PM Boris Johnson revealed yesterday that evidence of antibodies in the blood could be enough to qualify for the certificates for pubs, restaurants, cinemas, stadiums and theatres.
It follows Wednesday’s bombshell admission that pubs will be able to use vaccine passports to block un-jabbed drinkers.
A review into how it will work will be published early next month, with current plans looking at using the NHS app as a digital freedom pass.
A paper version will be handed out to those without smartphones.
Individual businesses will be able to ignore the scheme — but those that take it up look set to be allowed to relax social distancing in their premises and pack in more punters.
WHAT must I do to go to the pub?
You must prove you’ve had the jab, a natural immunity, or a recent negative test.
HOW will I prove my status?
The Government wants to add certificates to the NHS App, with a physical version for non-smartphone users.

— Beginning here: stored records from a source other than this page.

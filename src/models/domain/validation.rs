use validator::ValidationError;

/// Text fields coming back from the model must carry something other than
/// whitespace.
pub fn validate_non_blank(value: &str) -> Result<(), ValidationError> {
    if value.trim().is_empty() {
        return Err(ValidationError::new("blank"));
    }
    Ok(())
}
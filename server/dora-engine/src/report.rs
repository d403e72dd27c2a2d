//! Runs all four calculators over one snapshot and assembles the report.

use std::collections::HashMap;
use std::sync::Arc;

use chrono::{DateTime, Utc};
use serde::{Deserialize, Serialize};
use tracing::info;

use crate::change_failure_rate::ChangeFailureRateCalculator;
use crate::clock::Clock;
use crate::commits::{CommitSource, StaticCommitSource};
use crate::config::Config;
use crate::deploy_frequency::DeploymentFrequencyCalculator;
use crate::error::Result;
use crate::event_log::EventLog;
use crate::lead_time::LeadTimeCalculator;
use crate::mttr::MeanTimeToRestoreCalculator;
use crate::types::{Commit, Issue, PullRequest, Release};

pub const EMPTY_ISSUE_LIST: &str = "empty issue list";

// ---------------------------------------------------------------------------
// Input
// ---------------------------------------------------------------------------

/// Everything fetched for one run. `issues` is `None` when the issue fetch failed.
#[derive(Debug, Clone, Default, Deserialize)]
pub struct Snapshot {
  pub releases: Vec<Release>,
  #[serde(default)]
  pub pulls: Vec<PullRequest>,
  #[serde(default)]
  pub issues: Option<Vec<Issue>>,
  /// Commit lists keyed by the pulls' `commits_url`.
  #[serde(default)]
  pub commits: HashMap<String, Vec<Commit>>,
}

impl Snapshot {
  pub fn commit_source(&self) -> StaticCommitSource {
    StaticCommitSource::new(self.commits.clone())
  }
}

#[derive(Debug, Clone, Default)]
pub struct RunOptions {
  /// Reference time; the clock's "now" when unset.
  pub now: Option<DateTime<Utc>>,
  /// Lead time counts only `feat`/`fix` pulls.
  pub filtered: bool,
  /// Attach each metric's audit log to the report.
  pub logging: bool,
  pub config: Config,
}

// ---------------------------------------------------------------------------
// Output
// ---------------------------------------------------------------------------

/// Issue-based metric, or the reason it could not be computed.
#[derive(Debug, Clone, PartialEq, Serialize)]
#[serde(untagged)]
pub enum IssueMetric {
  Percent(u32),
  Days(f64),
  Unavailable(String),
}

#[derive(Debug, Clone, Serialize)]
pub struct DoraReport {
  pub deploy_rate: String,
  #[serde(skip_serializing_if = "Option::is_none")]
  pub deploy_rate_log: Option<EventLog>,
  pub lead_time: f64,
  #[serde(skip_serializing_if = "Option::is_none")]
  pub lead_time_log: Option<EventLog>,
  pub change_failure_rate: IssueMetric,
  #[serde(skip_serializing_if = "Option::is_none")]
  pub change_failure_rate_log: Option<EventLog>,
  pub mttr: IssueMetric,
  #[serde(skip_serializing_if = "Option::is_none")]
  pub mttr_log: Option<EventLog>,
}

/// Compute every metric. Fails when the release list is empty or a timestamp is malformed.
pub async fn run(
  snapshot: &Snapshot,
  commits: Arc<dyn CommitSource>,
  options: &RunOptions,
  clock: Arc<dyn Clock>,
) -> Result<DoraReport> {
  let config = &options.config;
  let keep = |log: &EventLog| options.logging.then(|| log.clone());

  let mut df = DeploymentFrequencyCalculator::with_config(&snapshot.releases, options.now, config, clock.as_ref())?;
  let deploy_rate = df.rate();
  info!(%deploy_rate, releases = snapshot.releases.len(), "deploy rate");

  let mut lt = LeadTimeCalculator::with_config(
    &snapshot.pulls,
    &snapshot.releases,
    commits,
    options.now,
    config,
    clock.as_ref(),
  )?;
  let lead_time = lt.lead_time(options.filtered).await?;

  let (change_failure_rate, change_failure_rate_log, mttr, mttr_log) = match &snapshot.issues {
    Some(issues) => {
      let mut cfr =
        ChangeFailureRateCalculator::with_config(issues, &snapshot.releases, options.now, config, clock.clone())?;
      let mut restore =
        MeanTimeToRestoreCalculator::with_config(issues, &snapshot.releases, options.now, config, clock.as_ref())?;
      (
        IssueMetric::Percent(cfr.cfr()),
        keep(cfr.log()),
        IssueMetric::Days(restore.mttr()),
        keep(restore.log()),
      )
    }
    None => (
      IssueMetric::Unavailable(EMPTY_ISSUE_LIST.into()),
      None,
      IssueMetric::Unavailable(EMPTY_ISSUE_LIST.into()),
      None,
    ),
  };

  Ok(DoraReport {
    deploy_rate,
    deploy_rate_log: keep(df.log()),
    lead_time,
    lead_time_log: keep(lt.log()),
    change_failure_rate,
    change_failure_rate_log,
    mttr,
    mttr_log,
  })
}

WILL I have to social distance?
Not if you have the certificate.
WHAT if I’ve had no jab, don’t have antibodies or want a test?
You can go to pubs, bars or venues with social distancing.

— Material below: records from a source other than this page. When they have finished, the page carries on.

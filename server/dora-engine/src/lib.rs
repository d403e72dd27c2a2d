//! DORA Metrics Engine: deployment frequency, change lead time, change failure rate and
//! mean time to restore, computed from releases, pull requests, commits and issues.
//!
//! Each calculator is built once from its input collections and a reference "now",
//! computes its metric on demand, and keeps an append-only audit log of the events
//! that contributed. Timestamps are parsed once at construction.
//!
//! No network, no DB; fetching the inputs belongs to the caller.

pub mod change_failure_rate;
pub mod clock;
pub mod commits;
pub mod config;
pub mod deploy_frequency;
pub mod error;
pub mod event_log;
pub mod lead_time;
pub mod mttr;
pub mod repo;
pub mod report;
pub mod timestamp;
pub mod types;

pub use change_failure_rate::ChangeFailureRateCalculator;
pub use clock::{Clock, FixedClock, SystemClock};
pub use commits::{CommitSource, StaticCommitSource};
pub use config::{Config, ReleaseSelection};
pub use deploy_frequency::DeploymentFrequencyCalculator;
pub use error::MetricsError;
pub use event_log::EventLog;
pub use lead_time::LeadTimeCalculator;
pub use mttr::MeanTimeToRestoreCalculator;
pub use repo::{MatchStrategy, RepoKey};
pub use report::{DoraReport, RunOptions, Snapshot};
pub use types::{Commit, Issue, PullRequest, Release};
//! Change failure rate: share of recent releases followed by a bug before the next release.
//!
//! Each repository referenced by a bug gets its own release sequence, closed by a
//! synthetic event stamped with the clock's "now". An interval between two consecutive
//! events fails when a bug of that repository was created strictly inside it. The
//! failed-interval count is divided by the global number of recent releases.

use std::sync::Arc;

use chrono::{DateTime, Utc};
use tracing::{debug, info};

use crate::clock::{Clock, SystemClock};
use crate::config::Config;
use crate::error::Result;
use crate::event_log::EventLog;
use crate::repo::{MatchStrategy, RepoKey};
use crate::timestamp::{format_millis, window_start};
use crate::types::{BugEvent, Issue, Release, ReleaseEvent};

pub struct ChangeFailureRateCalculator {
  issues: Vec<Issue>,
  bugs: Vec<BugEvent>,
  /// Ascending by publish time, only the failure window.
  releases: Vec<ReleaseEvent>,
  bug_label: String,
  repo_match: MatchStrategy,
  clock: Arc<dyn Clock>,
  log: EventLog,
}

impl ChangeFailureRateCalculator {
  pub fn new(issues: &[Issue], releases: &[Release], now: Option<DateTime<Utc>>) -> Result<Self> {
    Self::with_config(issues, releases, now, &Config::default(), Arc::new(SystemClock))
  }

  pub fn with_config(
    issues: &[Issue],
    releases: &[Release],
    now: Option<DateTime<Utc>>,
    config: &Config,
    clock: Arc<dyn Clock>,
  ) -> Result<Self> {
    let now_ms = now.unwrap_or_else(|| clock.now()).timestamp_millis();
    let since = window_start(now_ms, config.failure_window_days);

    let releases: Vec<ReleaseEvent> = ReleaseEvent::sorted(releases)?
      .into_iter()
      .filter(|r| r.published_ms > since)
      .collect();

    let bugs = issues
      .iter()
      .filter(|i| i.has_label(&config.bug_label))
      .map(BugEvent::from_issue)
      .collect::<Result<Vec<_>>>()?;

    Ok(Self {
      issues: issues.to_vec(),
      bugs,
      releases,
      bug_label: config.bug_label.clone(),
      repo_match: config.repo_match,
      clock,
      log: EventLog::new(),
    })
  }

  /// Issues carrying the bug label.
  pub fn bugs(&self) -> Vec<&Issue> {
    self
      .issues
      .iter()
      .filter(|i| i.has_label(&self.bug_label))
      .collect()
  }

  /// Failed release intervals as a rounded percentage of recent releases.
  pub fn cfr(&mut self) -> u32 {
    if self.issues.is_empty() || self.releases.is_empty() {
      return 0;
    }

    let mut repos: Vec<RepoKey> = Vec::new();
    for bug in &self.bugs {
      if !repos.contains(&bug.repo) {
        repos.push(bug.repo.clone());
      }
    }

    // One closing event per repository, keyed by the bare repository name.
    let closing_ms = self.clock.now().timestamp_millis();
    let mut events: Vec<(i64, &str)> = self
      .releases
      .iter()
      .map(|r| (r.published_ms, r.source_url.as_str()))
      .collect();
    events.extend(repos.iter().map(|repo| (closing_ms, repo.as_str())));

    let mut failed = 0usize;
    for repo in &repos {
      let sequence: Vec<(i64, &str)> = events
        .iter()
        .copied()
        .filter(|(_, url)| self.repo_match.matches(url, repo))
        .collect();

      for pair in sequence.windows(2) {
        let (start, end) = (pair[0].0, pair[1].0);
        let hits = self
          .bugs
          .iter()
          .filter(|b| &b.repo == repo && b.created_ms > start && b.created_ms < end)
          .count();
        if hits > 0 {
          self.log.push(format!(
            "failed->   {} {} .. {} : {} bug(s)",
            repo,
            format_millis(start),
            format_millis(end),
            hits
          ));
          failed += 1;
        } else {
          debug!(%repo, start, end, "release interval without bugs");
        }
      }
    }

    let rate = (failed as f64 / self.releases.len() as f64 * 100.0).round() as u32;
    info!(failed, releases = self.releases.len(), rate, "change failure rate");
    rate
  }

  pub fn log(&self) -> &EventLog {
    &self.log
  }
}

WILL I need one to sit in a beer garden on April 12?
No, these measures don’t affect the reopening then.
The PM said last night that the review into how Covid certificates could work will be published in as little as ten days’ time.
But he promised its findings would not delay the reopening of beer gardens on April 12.
Boris acknowledged the “moral complexities” around a domestic vaccine passport scheme and suggested that it might only be possible to introduce one after all adults had been offered a jab at the end of July.
He said: “The libertarian in me is also trying to protect people’s fundamental right to life and their ability to live their lives normally.
“And the only way really to restore that for everybody is for us to beat the disease and the best path to freedom is down the cautious but irreversible road map that we’ve set out — that’s what the freedom-lover wants.”
But the scheme is likely to be hugely controversial and spark massive opposition from civil liberties campaigners, some Tory MPs and many businesses.
Last night, one Tory claimed drinkers who choose the negative tests option would need to take two over three days to enjoy 24 hours of freedom.
Steve Baker blasted the need to take them to enjoy the same liberties for a single day as those jabbed or with natural immunity.
He added: “That is a pretty despicable way to live. It’s a way to live from which I recoil in absolute horror, applying to the Government for 24 hours of freedom after a couple of tests.”
The best path to freedom is down the cautious but irreversible road map that we’ve set out.
Britain has more than 30million 15-minute pin-prick kits to test antibodies in the blood — evidence of previous infection — ready to be rolled out this summer.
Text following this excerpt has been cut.